Task goal> Spot each line in the records below where the word "Counter" occurs, then copy it.

Dataset content>

────────────────

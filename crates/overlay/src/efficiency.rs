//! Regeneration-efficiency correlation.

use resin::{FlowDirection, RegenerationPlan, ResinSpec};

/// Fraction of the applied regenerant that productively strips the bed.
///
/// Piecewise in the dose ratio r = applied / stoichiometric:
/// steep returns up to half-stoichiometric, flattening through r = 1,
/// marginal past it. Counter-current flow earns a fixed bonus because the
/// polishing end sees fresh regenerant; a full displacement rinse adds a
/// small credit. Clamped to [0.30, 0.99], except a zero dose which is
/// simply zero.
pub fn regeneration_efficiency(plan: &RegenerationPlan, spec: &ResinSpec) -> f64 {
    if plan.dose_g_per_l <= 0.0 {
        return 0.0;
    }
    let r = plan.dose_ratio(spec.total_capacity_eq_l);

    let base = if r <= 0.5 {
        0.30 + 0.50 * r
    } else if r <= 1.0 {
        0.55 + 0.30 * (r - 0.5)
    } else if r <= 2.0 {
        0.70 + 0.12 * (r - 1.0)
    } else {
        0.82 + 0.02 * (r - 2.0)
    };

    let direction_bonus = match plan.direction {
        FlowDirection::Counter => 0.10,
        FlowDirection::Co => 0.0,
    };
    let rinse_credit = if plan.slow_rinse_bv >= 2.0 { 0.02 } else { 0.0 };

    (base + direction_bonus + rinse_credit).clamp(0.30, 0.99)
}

────────────────

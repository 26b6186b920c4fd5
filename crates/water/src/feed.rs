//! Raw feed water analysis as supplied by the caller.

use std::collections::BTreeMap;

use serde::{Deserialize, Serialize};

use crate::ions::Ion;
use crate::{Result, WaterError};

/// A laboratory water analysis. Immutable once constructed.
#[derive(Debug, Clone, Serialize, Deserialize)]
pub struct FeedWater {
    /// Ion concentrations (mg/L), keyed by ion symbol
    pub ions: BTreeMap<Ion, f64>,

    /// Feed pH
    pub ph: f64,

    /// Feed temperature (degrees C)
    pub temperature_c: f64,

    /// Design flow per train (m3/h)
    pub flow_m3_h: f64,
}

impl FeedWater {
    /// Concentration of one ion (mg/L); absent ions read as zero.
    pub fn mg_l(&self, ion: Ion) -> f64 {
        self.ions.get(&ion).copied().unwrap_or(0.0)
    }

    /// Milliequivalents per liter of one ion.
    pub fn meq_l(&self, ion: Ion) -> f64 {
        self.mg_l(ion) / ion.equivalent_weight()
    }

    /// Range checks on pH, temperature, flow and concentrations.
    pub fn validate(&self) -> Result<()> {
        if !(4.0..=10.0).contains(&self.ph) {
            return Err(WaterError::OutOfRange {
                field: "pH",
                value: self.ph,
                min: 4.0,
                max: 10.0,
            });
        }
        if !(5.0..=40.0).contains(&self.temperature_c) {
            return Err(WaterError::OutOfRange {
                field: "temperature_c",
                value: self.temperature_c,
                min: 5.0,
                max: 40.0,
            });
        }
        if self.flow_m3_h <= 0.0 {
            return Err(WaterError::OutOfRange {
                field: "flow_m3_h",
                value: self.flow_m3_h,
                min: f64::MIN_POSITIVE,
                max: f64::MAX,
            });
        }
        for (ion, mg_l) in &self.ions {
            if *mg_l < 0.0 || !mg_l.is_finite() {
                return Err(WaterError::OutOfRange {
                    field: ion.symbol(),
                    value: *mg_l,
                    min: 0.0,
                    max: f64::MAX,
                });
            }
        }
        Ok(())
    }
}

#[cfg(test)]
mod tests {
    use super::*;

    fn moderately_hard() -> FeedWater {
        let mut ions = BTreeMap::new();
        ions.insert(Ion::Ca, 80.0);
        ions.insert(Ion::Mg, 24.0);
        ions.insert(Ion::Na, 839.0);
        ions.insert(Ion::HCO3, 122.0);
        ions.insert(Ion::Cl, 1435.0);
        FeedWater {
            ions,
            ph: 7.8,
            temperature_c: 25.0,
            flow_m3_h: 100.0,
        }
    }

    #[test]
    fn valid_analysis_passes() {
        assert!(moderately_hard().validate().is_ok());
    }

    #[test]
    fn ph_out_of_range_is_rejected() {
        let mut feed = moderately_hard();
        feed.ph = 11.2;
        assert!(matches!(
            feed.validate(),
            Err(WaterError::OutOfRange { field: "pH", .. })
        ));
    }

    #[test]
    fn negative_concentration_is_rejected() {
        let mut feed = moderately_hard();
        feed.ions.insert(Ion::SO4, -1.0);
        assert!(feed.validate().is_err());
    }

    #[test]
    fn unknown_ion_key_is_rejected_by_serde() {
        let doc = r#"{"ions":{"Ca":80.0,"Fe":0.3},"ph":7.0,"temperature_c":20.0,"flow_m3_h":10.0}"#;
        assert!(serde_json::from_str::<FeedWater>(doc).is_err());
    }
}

────────────────

Answer to the problem>
/// marginal past it. Counter-current flow earns a fixed bonus because the
        FlowDirection::Counter => 0.10,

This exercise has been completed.